Figure 10 shows the dependence of dδ1/dx on the stability parameter S. The shear layer growth rate for low SVF (φ = 0.03) was less than that for high SVF (φ = 0.10), which explained a longer steady wake region downstream of a sparse cylinder patch. The shear layer growth rate decreased as S increased, which indicated the transverse spreading rate of the shear layer decreased when the bed friction became the primary dynamic force on the turbulent flow (Chu & Babarutsi 1988).
In this paper, shallow water flows past a circular array of emergent cylinders have been numerically investigated. Ten study cases with different solid volume fractions of the patch and water depths were simulated, and the investigations focused on the correlations of the wake flow pattern with the SVF, water depth, bottom friction and the stability dynamic factor. The topic can help researchers investigate the influence of vegetation on patterns of deposition and erosion in shallow water flows.
The wake structure behind a circular array of cylinders was not only determined by the SVF, but also dependent on the bed friction.
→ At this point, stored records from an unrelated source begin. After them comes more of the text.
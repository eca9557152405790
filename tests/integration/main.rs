//! Integration test driver for `tests/integration/` submodule.
//!
//! Each `mod` below maps to a file that exercises a specific subsystem
//! against mock adapters.  All tests run on the host (x86_64) with no
//! real hardware required.

mod calibration_tests;
mod cleaning_tests;
mod console_tests;
mod dispense_tests;
mod mock_hw;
Two typical types of wake, the vortex street (VS) wake and the unsteady bubble (UB) wake were both observed in the simulations. For a solid cylinder, the VS–UB transition was characterized by a wake stability parameter, Sc ≈ 0.2 (Chen & Jirka 1995). However, Chen & Jirka (1995) also observed the unsteady bubble wake behind a porous plate for S = 0.073. This means that the critical wake stability parameter, Sc, for a porous patch may be different from a solid body. Based on the present study cases, the critical S was preliminarily found to be 0.02 for φ = 0.10.
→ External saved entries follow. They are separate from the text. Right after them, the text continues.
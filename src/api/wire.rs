//! `/summarize` request and response JSON types.
//!
//! # JSON shape
//!
//! Request:
//!
//! ```json
//! { "text": "…", "language": "none", "length": "medium" }
//! ```
//!
//! Success response:
//!
//! ```json
//! {
//!   "status": "success",
//!   "summary": "…",
//!   "thought_process": "…",
//!   "translation": "…"
//! }
//! ```
//!
//! Error response:
//!
//! ```json
//! { "status": "error", "error": "No text provided" }
//! ```

use serde::{Deserialize, Serialize};

use super::error::SummarizeError;
use crate::summarizer::SummaryLength;

/// A request to the summarize endpoint.
#[derive(Debug, Clone, Serialize, Deserialize)]
pub struct SummarizeRequest {
    /// The text to summarize.
    pub text: String,

    /// Target translation language, or `"none"` for no translation.
    #[serde(default = "default_language")]
    pub language: String,

    /// Requested summary length.
    #[serde(default)]
    pub length: SummaryLength,
}

fn default_language() -> String {
    "none".to_string()
}

impl SummarizeRequest {
    /// Build a request with no translation and the default length.
    pub fn new(text: impl Into<String>) -> Self {
        Self {
            text: text.into(),
            language: default_language(),
            length: SummaryLength::default(),
        }
    }

    /// Returns `true` if no translation was requested.
    pub fn wants_translation(&self) -> bool {
        self.language != "none"
    }
}

/// Overall outcome of a summarize call.
#[derive(Debug, Clone, Copy, PartialEq, Eq, Serialize, Deserialize)]
#[serde(rename_all = "snake_case")]
pub enum ResponseStatus {
    Success,
    Error,
}

/// The response body of the summarize endpoint.
///
/// Optional fields are omitted from the JSON when absent: success responses
/// carry `summary` and `thought_process` (plus `translation` when one was
/// produced), error responses carry only `error`.
#[derive(Debug, Clone, Serialize, Deserialize)]
pub struct SummarizeResponse {
    pub status: ResponseStatus,

    #[serde(default, skip_serializing_if = "Option::is_none")]
    pub summary: Option<String>,

    #[serde(default, skip_serializing_if = "Option::is_none")]
    pub thought_process: Option<String>,

    #[serde(default, skip_serializing_if = "Option::is_none")]
    pub translation: Option<String>,

    #[serde(default, skip_serializing_if = "Option::is_none")]
    pub error: Option<String>,
}

impl SummarizeResponse {
    /// Build a success response.
    pub fn success(summary: impl Into<String>, thought_process: impl Into<String>) -> Self {
        Self {
            status: ResponseStatus::Success,
            summary: Some(summary.into()),
            thought_process: Some(thought_process.into()),
            translation: None,
            error: None,
        }
    }

    /// Attach a translation to a success response.
    pub fn with_translation(mut self, translation: impl Into<String>) -> Self {
        self.translation = Some(translation.into());
        self
    }

    /// Build an error response from a handler failure.
    pub fn error(err: SummarizeError) -> Self {
        Self {
            status: ResponseStatus::Error,
            summary: None,
            thought_process: None,
            translation: None,
            error: Some(err.to_string()),
        }
    }
}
The bed friction played a different role in the cylinder-scale and patch-scale turbulent structures. Within the patch, even for the case of the sparse patch, the production of cylinder-scale turbulence was higher than the production by the bed shear. However, the patch-scale turbulence behind the patch can be greatly influenced by the bed friction. The peak of patch-scale turbulence occurred at the position where SSLs met and the shear layer instability took place. The von Kármán vortex street may also form at this position, but it depended on the level of the patch-scale turbulence intensity. The VS was suppressed by the bed friction force, which happened when S > 0.02 for φ = 0.10.
The lateral growth of SSLs was slower when the bed friction increased or the SVF decreased. The length of the steady wake, L1, was related to the growth rate of SSLs and the patch diameter D. Therefore, the L1 obtained from the simulations were compared with an empirical relationship. It was noted that the empirical relationship failed to predict L1 at S > 0.03 with φ = 0.10 and S > 0.01 with φ = 0.03. The assumption of linear shear layer growth and a constant empirical parameter Sδ1 possibly contributed to the failure of the empirical formula.
A critical parameter, Sc, was estimated to be 0.02 for high SVF (φ = 0.10), and the Sc decreased as φ decreased. In order to extend a robust correlation between Sc and φ, a series of study cases with different SVFs must be investigated.
This work was sponsored by the National Natural Science Foundation of China (No. 11572196) and Shanghai Science and Technology Committee (No. 17230741200).